Good storytellers are truly a rare and marvellous lot. We can all remember instances of being spellbound by masterful raconteurs who have left us with deep impression of the encounters that even with the passage of time, the memory of them lingers. They captured our imaginations, aroused in us a spectrum of emotions and perhaps even inspired us to be better than who we are — all through the seemingly simple act of telling a tale.
Anurendra Jegadeva is one such storyteller, but not in the way you’d expect. He doesn’t tell his stories verbally or through the written word, but through one of the most ancient forms of storytelling — with pictures.
The 43-year-old of Sri Lankan Tamil descent is one of the foremost narrative artists in Malaysia who forged a name for himself as a painter and profiler of Malaysian Indians. His first solo exhibition, titled First Works, was shown at the Australian High Commission in 1993, and since then, he has participated in numerous solo and group exhibitions in Malaysia and Australia to critical acclaim.

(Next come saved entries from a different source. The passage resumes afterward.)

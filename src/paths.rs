//! データディレクトリのパス解決
//!
//! ソケット、セッションログ、設定ファイル、カテゴリカタログはすべて同じディレクトリに置く。
//! デフォルトは `~/.timetracker`。

use std::path::{Path, PathBuf};

use thiserror::Error;

/// データディレクトリ名
pub const DATA_DIR_NAME: &str = ".timetracker";
/// ソケットファイル名
pub const SOCKET_FILE_NAME: &str = "timetracker.sock";
/// セッションログファイル名
pub const SESSIONS_FILE_NAME: &str = "sessions.json";
/// 設定ファイル名
pub const SETTINGS_FILE_NAME: &str = "settings.json";
/// カテゴリカタログのファイル名
pub const CATEGORIES_FILE_NAME: &str = "categories.json";

/// パス解決のエラー型
#[derive(Debug, Error)]
pub enum PathError {
    /// ホームディレクトリの取得に失敗
    #[error("Failed to get home directory")]
    HomeDirectoryNotFound,
}

/// アプリケーションが使用するファイルパス一式
#[derive(Debug, Clone, PartialEq, Eq)]
pub struct AppPaths {
    data_dir: PathBuf,
}

impl AppPaths {
    /// データディレクトリを指定して作成
    pub fn new(data_dir: impl Into<PathBuf>) -> Self {
        Self {
            data_dir: data_dir.into(),
        }
    }

    /// パスを解決
    ///
    /// `override_dir` があればそれを使い、なければ `~/.timetracker` を使う。
    pub fn resolve(override_dir: Option<&Path>) -> Result<Self, PathError> {
        if let Some(dir) = override_dir {
            return Ok(Self::new(dir));
        }
        let home_dir = dirs::home_dir().ok_or(PathError::HomeDirectoryNotFound)?;
        Ok(Self::new(home_dir.join(DATA_DIR_NAME)))
    }

    pub fn data_dir(&self) -> &Path {
        &self.data_dir
    }

    pub fn socket_path(&self) -> PathBuf {
        self.data_dir.join(SOCKET_FILE_NAME)
    }

    pub fn sessions_path(&self) -> PathBuf {
        self.data_dir.join(SESSIONS_FILE_NAME)
    }

    pub fn settings_path(&self) -> PathBuf {
        self.data_dir.join(SETTINGS_FILE_NAME)
    }

    pub fn categories_path(&self) -> PathBuf {
        self.data_dir.join(CATEGORIES_FILE_NAME)
    }
}
//! 休憩モード
//!
//! 休憩のカウントダウンを行い、完了またはスキップを1回だけ通知する。

use std::sync::{Arc, Mutex, MutexGuard};

use tokio::sync::mpsc;
use tokio::task::JoinHandle;
use tokio::time::{interval, Duration, MissedTickBehavior};
use tracing::{debug, info, warn};

/// 休憩の終わり方
#[derive(Debug, Clone, Copy, PartialEq, Eq)]
pub enum BreakOutcome {
    /// 休憩時間を満了した
    Completed,
    /// ユーザーがスキップした
    Skipped,
}

/// 休憩の提示先
pub trait BreakPresenter: Send + Sync {
    /// 休憩を開始する（休憩中の呼び出しは無視）
    fn activate(&self, duration_seconds: u32);

    /// 休憩をスキップする（休憩中でなければ `false`）
    fn skip(&self) -> bool;

    fn is_active(&self) -> bool;

    /// 休憩の残り秒数
    fn remaining_seconds(&self) -> Option<u32>;
}

#[derive(Debug, Default)]
struct CountdownState {
    active: bool,
    remaining_seconds: u32,
    /// 有効化ごとに増える番号。古いタスクからの完了通知を捨てる
    generation: u64,
    task: Option<JoinHandle<()>>,
}

/// tokioのタスクでカウントダウンする休憩プレゼンター
#[derive(Debug, Clone)]
pub struct CountdownBreakPresenter {
    state: Arc<Mutex<CountdownState>>,
    outcome_tx: mpsc::UnboundedSender<BreakOutcome>,
}

impl CountdownBreakPresenter {
    pub fn new(outcome_tx: mpsc::UnboundedSender<BreakOutcome>) -> Self {
        Self {
            state: Arc::new(Mutex::new(CountdownState::default())),
            outcome_tx,
        }
    }

    fn lock(&self) -> MutexGuard<'_, CountdownState> {
        lock_state(&self.state)
    }
}

fn lock_state(state: &Mutex<CountdownState>) -> MutexGuard<'_, CountdownState> {
    state.lock().unwrap_or_else(|poisoned| poisoned.into_inner())
}

fn send_outcome(outcome_tx: &mpsc::UnboundedSender<BreakOutcome>, outcome: BreakOutcome) {
    if outcome_tx.send(outcome).is_err() {
        warn!("休憩結果の受信側が閉じられています: {:?}", outcome);
    }
}

impl BreakPresenter for CountdownBreakPresenter {
    fn activate(&self, duration_seconds: u32) {
        let mut state = self.lock();
        if state.active {
            debug!("休憩中のため休憩の開始要求を無視します");
            return;
        }

        state.active = true;
        state.remaining_seconds = duration_seconds;
        state.generation = state.generation.wrapping_add(1);
        let generation = state.generation;

        let shared = Arc::clone(&self.state);
        let outcome_tx = self.outcome_tx.clone();
        state.task = Some(tokio::spawn(async move {
            let mut ticker = interval(Duration::from_secs(1));
            ticker.set_missed_tick_behavior(MissedTickBehavior::Skip);
            ticker.tick().await;

            loop {
                {
                    let mut state = lock_state(&shared);
                    if !state.active || state.generation != generation {
                        return;
                    }
                    if state.remaining_seconds == 0 {
                        state.active = false;
                        state.task = None;
                        send_outcome(&outcome_tx, BreakOutcome::Completed);
                        return;
                    }
                }
                ticker.tick().await;
                let mut state = lock_state(&shared);
                if state.generation == generation {
                    state.remaining_seconds = state.remaining_seconds.saturating_sub(1);
                }
            }
        }));

        info!("休憩を開始しました: {}秒", duration_seconds);
    }

    fn skip(&self) -> bool {
        let mut state = self.lock();
        if !state.active {
            return false;
        }

        state.active = false;
        state.remaining_seconds = 0;
        if let Some(task) = state.task.take() {
            task.abort();
        }
        send_outcome(&self.outcome_tx, BreakOutcome::Skipped);
        info!("休憩をスキップしました");
        true
    }

    fn is_active(&self) -> bool {
        self.lock().active
    }

    fn remaining_seconds(&self) -> Option<u32> {
        let state = self.lock();
        state.active.then_some(state.remaining_seconds)
    }
}

// ============================================================================
// Tests
// ============================================================================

I met him at the Wei-Ling Gallery in Brickfields one sunny afternoon, where his solo exhibition, Conditional Love: Painted Stories, is on display. “Call me Anu,” he says, as he extends his hand in a firm handshake. His round, pleasant face sports an easygoing smile, and his friendly and personable demeanour makes me feel completely at ease. His eagerness to show me his works and tell me all about them is charmingly childlike, and when he suggests a walk around, I readily agree.
At a casual glance, the 24 works on canvas and paper seem disparate from one another. There are lyrical depictions of brides with grotesque vampire teeth set against barren landscapes, an Indian priest holding a broken Ganesha head, portraits of Indian men and women in various settings or none at all, and one of the late Loga Arumugam of the Alleycats. Rich in symbolism, the paintings’ message was not immediately apparent to me, as they seem to speak of a thousand things at once.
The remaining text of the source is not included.